GlaxoSmithKline has gained US and Canadian regulatory approval for its shingles vaccine, Shingrix.

Shingles is a result of the varicella zoster virus reactivating and sufferers experience a painful blistering rash and flu-like symptoms. Most people in the UK contract varicella zoster in childhood, which manifests as chickenpox. In the US and Canada, most infants are vaccinated against chickenpox. After receiving the chickenpox vaccine, or a bout of chickenpox, varicella zoster lurks inside sensory nerves. However, the virus resurfaces in roughly a third of US adults, typically as the immune system weakens with age.

Shingrix is based on a single varicella zoster protein and is administered intramuscularly in two doses, six months apart. A Phase III clinical trial on 38,000 adults across the globe showed Shingrix to be over 90% effective.

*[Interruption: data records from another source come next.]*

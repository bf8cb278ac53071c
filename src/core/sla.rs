use crate::core::deadline::compute_deadline;
use crate::domain::calendar::BusinessCalendar;
use crate::domain::model::{Priority, PriorityBudgets, SlaOutcome};
use crate::utils::error::Result;
use chrono::{DateTime, Utc};

/// Thin lifecycle seam over the deadline calculator: resolves a ticket
/// priority to its configured hour budget, computes the deadline once per
/// SLA-relevant event, and later classifies persisted deadlines as compliant
/// or overdue by plain instant comparison.
pub struct SlaEngine {
    calendar: BusinessCalendar,
    budgets: PriorityBudgets,
}

impl SlaEngine {
    pub fn new(calendar: BusinessCalendar, budgets: PriorityBudgets) -> Self {
        Self { calendar, budgets }
    }

    pub fn calendar(&self) -> &BusinessCalendar {
        &self.calendar
    }

    /// Computes the resolution deadline for a ticket created (or re-prioritized)
    /// at `created_at`. The caller persists the result on the ticket.
    pub fn deadline_for(
        &self,
        created_at: DateTime<Utc>,
        priority: Priority,
    ) -> Result<DateTime<Utc>> {
        let hours = self.budgets.hours_for(priority);
        tracing::debug!(?priority, hours, %created_at, "computing SLA deadline");

        let deadline = compute_deadline(created_at, hours, &self.calendar)?;

        tracing::info!(?priority, %created_at, %deadline, "SLA deadline computed");
        Ok(deadline)
    }

    /// Classifies a persisted deadline. An open ticket is judged against
    /// `now`; a resolved one against its resolution instant. Resolution
    /// exactly at the deadline still counts as compliant.
    pub fn outcome(
        &self,
        deadline: DateTime<Utc>,
        resolved_at: Option<DateTime<Utc>>,
        now: DateTime<Utc>,
    ) -> SlaOutcome {
        let reference = resolved_at.unwrap_or(now);
        if reference > deadline {
            SlaOutcome::Overdue
        } else {
            SlaOutcome::Compliant
        }
    }

    /// Fraction of compliant outcomes, the figure reporting dashboards show
    /// as the SLA compliance percentage. An empty slice counts as fully
    /// compliant.
    pub fn compliance_rate(outcomes: &[SlaOutcome]) -> f64 {
        if outcomes.is_empty() {
            return 1.0;
        }
        let compliant = outcomes
            .iter()
            .filter(|o| **o == SlaOutcome::Compliant)
            .count();
        compliant as f64 / outcomes.len() as f64
    }
}
use serde::{Deserialize, Serialize};

/// Ticket priority. Each level maps to a working-hour budget supplied by
/// configuration; the calculator itself only ever sees the resolved hours.
#[derive(Debug, Clone, Copy, PartialEq, Eq, Hash, Serialize, Deserialize)]
#[serde(rename_all = "lowercase")]
pub enum Priority {
    Low,
    Medium,
    High,
    Critical,
}

/// Working-hour budgets per priority level.
#[derive(Debug, Clone, Copy, PartialEq, Serialize, Deserialize)]
pub struct PriorityBudgets {
    pub low: f64,
    pub medium: f64,
    pub high: f64,
    pub critical: f64,
}

impl PriorityBudgets {
    pub fn hours_for(&self, priority: Priority) -> f64 {
        match priority {
            Priority::Low => self.low,
            Priority::Medium => self.medium,
            Priority::High => self.high,
            Priority::Critical => self.critical,
        }
    }
}

/// Whether a ticket met its persisted SLA deadline.
#[derive(Debug, Clone, Copy, PartialEq, Eq, Serialize, Deserialize)]
#[serde(rename_all = "lowercase")]
pub enum SlaOutcome {
    Compliant,
    Overdue,
}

As well as winning US Food and Drug Administration (FDA) approval, the US Centers for Disease Control and Prevention (CDC) recommended Shingrix for healthy adults aged 50 years and older, including those who had already received Merck’s vaccine Zostavax, the only other shingles vaccine, which has been available since 2006. These recommendations could see up to 62 million more adults in the US immunised with Shingrix.

The CDC voted to endorse that doctors choose Shingrix for their patients instead of Zostavax, which offers noticeably less protection over time. In 2016, Zostavax sales earned Merck $685 million (£516 million); Thomson Reuters forecasts annual sales of Shingrix to reach $1 billion by 2023.